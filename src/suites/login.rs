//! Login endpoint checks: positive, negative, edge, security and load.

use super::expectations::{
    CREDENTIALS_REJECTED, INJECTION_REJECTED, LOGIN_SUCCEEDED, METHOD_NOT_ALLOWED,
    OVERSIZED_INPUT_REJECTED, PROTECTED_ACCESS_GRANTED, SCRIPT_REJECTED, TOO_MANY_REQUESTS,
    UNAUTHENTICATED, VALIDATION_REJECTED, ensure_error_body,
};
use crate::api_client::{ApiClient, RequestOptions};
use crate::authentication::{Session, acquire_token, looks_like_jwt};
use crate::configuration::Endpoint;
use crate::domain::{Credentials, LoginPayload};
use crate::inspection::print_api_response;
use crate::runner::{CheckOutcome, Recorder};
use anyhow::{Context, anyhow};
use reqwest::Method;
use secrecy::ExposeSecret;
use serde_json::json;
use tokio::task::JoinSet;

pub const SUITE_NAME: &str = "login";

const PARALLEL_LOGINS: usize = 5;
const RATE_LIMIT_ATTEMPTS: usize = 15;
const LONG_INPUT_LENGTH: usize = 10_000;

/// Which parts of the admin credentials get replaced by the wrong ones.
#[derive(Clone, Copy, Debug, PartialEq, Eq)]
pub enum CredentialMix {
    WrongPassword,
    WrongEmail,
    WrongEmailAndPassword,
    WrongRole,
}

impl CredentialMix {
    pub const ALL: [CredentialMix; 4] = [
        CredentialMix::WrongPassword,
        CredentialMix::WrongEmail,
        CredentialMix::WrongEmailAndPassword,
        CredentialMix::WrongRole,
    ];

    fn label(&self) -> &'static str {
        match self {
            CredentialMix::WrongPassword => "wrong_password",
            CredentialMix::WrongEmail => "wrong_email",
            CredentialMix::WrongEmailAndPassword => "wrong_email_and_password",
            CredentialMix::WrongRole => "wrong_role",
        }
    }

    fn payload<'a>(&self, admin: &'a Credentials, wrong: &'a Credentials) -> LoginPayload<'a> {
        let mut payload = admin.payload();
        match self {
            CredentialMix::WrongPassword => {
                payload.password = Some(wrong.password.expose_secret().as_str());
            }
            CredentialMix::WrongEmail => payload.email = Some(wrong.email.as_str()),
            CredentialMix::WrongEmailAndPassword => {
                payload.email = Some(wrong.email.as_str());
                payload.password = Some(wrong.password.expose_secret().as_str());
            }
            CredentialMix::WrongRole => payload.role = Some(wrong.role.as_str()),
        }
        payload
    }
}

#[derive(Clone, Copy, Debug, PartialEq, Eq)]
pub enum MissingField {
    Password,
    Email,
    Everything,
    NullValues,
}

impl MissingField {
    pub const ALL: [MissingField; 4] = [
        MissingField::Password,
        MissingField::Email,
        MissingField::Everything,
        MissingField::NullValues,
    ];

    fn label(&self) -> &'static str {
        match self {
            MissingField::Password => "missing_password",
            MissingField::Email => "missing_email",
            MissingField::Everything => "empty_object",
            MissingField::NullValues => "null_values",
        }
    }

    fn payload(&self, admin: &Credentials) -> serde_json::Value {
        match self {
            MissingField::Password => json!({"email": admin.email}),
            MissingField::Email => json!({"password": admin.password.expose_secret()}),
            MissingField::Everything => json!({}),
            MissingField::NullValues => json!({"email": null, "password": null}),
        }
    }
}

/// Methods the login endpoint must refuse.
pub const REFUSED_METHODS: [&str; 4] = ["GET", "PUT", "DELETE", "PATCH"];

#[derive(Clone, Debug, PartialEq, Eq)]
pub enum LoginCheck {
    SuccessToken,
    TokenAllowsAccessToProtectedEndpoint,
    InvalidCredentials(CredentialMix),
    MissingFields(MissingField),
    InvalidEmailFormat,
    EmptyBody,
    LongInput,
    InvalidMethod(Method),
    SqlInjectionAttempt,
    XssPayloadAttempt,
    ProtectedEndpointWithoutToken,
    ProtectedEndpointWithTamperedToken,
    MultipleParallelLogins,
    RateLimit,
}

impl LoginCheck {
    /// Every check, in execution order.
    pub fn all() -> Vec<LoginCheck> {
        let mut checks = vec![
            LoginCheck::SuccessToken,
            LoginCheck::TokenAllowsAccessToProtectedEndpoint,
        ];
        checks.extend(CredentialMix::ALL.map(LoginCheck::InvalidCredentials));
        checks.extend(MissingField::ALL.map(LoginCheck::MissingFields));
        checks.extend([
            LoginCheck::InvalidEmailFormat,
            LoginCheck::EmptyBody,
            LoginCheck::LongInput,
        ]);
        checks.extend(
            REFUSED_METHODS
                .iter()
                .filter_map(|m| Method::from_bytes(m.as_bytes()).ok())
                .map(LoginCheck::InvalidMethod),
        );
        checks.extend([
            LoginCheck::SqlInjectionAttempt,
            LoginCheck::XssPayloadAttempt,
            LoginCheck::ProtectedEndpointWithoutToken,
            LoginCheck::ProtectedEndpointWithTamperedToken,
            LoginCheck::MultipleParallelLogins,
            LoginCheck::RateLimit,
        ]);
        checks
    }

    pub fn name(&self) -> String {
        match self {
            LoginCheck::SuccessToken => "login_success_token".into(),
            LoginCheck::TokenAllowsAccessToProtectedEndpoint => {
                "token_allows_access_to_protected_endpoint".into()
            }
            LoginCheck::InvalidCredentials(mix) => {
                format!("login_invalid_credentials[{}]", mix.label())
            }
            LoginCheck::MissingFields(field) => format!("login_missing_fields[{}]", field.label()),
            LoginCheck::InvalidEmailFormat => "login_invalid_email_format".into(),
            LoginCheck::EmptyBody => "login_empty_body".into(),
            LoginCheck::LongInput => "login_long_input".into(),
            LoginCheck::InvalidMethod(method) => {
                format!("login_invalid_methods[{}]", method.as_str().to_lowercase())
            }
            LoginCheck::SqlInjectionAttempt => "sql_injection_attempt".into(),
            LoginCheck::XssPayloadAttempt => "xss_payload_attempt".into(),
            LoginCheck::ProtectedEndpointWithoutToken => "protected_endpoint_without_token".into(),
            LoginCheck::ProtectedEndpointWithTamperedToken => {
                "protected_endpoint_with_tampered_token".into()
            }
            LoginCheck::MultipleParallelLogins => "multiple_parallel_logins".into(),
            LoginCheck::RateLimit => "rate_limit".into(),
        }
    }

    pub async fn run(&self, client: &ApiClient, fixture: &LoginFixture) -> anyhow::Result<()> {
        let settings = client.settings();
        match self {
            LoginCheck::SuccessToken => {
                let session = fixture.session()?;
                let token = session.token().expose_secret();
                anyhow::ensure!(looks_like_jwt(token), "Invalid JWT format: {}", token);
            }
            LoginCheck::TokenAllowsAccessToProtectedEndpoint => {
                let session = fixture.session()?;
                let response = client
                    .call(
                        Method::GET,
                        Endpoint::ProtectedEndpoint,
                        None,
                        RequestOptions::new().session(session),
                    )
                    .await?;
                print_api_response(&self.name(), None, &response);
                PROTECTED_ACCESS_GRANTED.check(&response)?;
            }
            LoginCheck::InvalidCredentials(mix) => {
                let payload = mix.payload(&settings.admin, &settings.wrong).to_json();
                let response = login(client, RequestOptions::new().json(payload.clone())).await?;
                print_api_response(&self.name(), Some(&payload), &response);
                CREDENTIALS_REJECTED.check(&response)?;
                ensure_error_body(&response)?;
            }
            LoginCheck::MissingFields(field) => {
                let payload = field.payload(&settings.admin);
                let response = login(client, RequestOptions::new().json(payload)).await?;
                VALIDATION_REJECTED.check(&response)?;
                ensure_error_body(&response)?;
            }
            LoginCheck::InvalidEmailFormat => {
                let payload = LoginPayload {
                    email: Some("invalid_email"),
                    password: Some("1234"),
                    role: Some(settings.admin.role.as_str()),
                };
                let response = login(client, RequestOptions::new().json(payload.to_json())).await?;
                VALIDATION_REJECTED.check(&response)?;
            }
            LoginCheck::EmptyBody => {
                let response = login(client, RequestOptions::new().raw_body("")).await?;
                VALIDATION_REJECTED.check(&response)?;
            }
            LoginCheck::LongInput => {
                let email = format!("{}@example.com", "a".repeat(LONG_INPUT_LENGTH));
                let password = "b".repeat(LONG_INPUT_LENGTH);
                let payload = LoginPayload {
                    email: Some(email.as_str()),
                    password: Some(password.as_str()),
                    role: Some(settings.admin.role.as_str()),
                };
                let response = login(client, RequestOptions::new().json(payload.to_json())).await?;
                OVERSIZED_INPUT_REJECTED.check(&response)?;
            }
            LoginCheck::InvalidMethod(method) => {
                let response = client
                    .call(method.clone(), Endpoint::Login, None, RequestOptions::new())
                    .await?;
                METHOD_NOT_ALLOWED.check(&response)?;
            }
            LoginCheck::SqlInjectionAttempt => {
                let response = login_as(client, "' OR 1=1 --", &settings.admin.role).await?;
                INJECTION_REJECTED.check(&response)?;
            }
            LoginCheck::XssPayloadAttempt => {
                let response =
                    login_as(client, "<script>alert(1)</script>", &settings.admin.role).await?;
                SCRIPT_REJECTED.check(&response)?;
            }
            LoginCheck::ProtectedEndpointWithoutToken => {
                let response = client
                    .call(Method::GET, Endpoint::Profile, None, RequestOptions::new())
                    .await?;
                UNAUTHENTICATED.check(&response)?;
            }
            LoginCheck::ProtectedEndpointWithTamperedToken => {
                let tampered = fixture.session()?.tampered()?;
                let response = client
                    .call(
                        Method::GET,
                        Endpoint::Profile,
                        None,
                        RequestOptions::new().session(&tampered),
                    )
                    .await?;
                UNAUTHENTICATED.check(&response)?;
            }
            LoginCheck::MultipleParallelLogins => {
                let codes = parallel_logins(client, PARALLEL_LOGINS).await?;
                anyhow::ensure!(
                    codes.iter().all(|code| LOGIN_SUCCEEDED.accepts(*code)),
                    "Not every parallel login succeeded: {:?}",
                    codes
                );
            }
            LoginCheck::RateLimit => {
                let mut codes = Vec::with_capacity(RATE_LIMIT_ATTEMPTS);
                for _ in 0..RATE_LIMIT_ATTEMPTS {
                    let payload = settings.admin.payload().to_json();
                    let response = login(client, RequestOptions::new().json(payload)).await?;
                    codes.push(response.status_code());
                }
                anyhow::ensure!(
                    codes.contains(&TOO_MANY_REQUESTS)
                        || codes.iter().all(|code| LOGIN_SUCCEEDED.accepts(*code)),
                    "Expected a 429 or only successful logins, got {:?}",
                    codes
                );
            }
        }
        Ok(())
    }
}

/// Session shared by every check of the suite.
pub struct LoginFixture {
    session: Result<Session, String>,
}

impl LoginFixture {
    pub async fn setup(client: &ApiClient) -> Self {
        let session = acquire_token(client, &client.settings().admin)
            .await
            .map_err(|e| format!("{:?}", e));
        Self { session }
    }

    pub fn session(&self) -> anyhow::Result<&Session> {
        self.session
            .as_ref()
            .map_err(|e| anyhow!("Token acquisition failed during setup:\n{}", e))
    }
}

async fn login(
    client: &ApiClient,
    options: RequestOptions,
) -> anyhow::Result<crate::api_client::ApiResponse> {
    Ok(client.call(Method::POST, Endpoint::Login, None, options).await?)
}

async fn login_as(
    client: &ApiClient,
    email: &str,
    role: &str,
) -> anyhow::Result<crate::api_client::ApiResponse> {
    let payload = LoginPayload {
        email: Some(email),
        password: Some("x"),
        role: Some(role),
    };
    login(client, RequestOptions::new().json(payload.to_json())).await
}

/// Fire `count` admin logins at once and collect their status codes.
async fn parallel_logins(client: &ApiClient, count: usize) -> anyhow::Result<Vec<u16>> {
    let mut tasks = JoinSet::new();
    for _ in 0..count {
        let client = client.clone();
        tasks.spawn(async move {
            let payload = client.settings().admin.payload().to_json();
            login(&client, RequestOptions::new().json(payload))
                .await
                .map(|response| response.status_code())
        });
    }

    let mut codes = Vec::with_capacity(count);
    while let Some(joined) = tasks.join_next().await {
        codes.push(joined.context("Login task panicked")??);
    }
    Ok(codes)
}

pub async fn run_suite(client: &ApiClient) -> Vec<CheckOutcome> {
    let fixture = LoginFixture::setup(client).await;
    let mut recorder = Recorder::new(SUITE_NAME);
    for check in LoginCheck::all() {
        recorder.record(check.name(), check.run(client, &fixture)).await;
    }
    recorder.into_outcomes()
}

^^^^^^^^^^^^^^^^

• What is being asked
In the answer, give the lines from the first line of the data through the line with "use tokio::task::JoinSet;", exactly as they appear and with no additions.

• Answer space
filename src/suites/login.rs
//! Login endpoint checks: positive, negative, edge, security and load.

use super::expectations::{
    CREDENTIALS_REJECTED, INJECTION_REJECTED, LOGIN_SUCCEEDED, METHOD_NOT_ALLOWED,
    OVERSIZED_INPUT_REJECTED, PROTECTED_ACCESS_GRANTED, SCRIPT_REJECTED, TOO_MANY_REQUESTS,
    UNAUTHENTICATED, VALIDATION_REJECTED, ensure_error_body,
};
use crate::api_client::{ApiClient, RequestOptions};
use crate::authentication::{Session, acquire_token, looks_like_jwt};
use crate::configuration::Endpoint;
use crate::domain::{Credentials, LoginPayload};
use crate::inspection::print_api_response;
use crate::runner::{CheckOutcome, Recorder};
use anyhow::{Context, anyhow};
use reqwest::Method;
use secrecy::ExposeSecret;
use serde_json::json;
use tokio::task::JoinSet;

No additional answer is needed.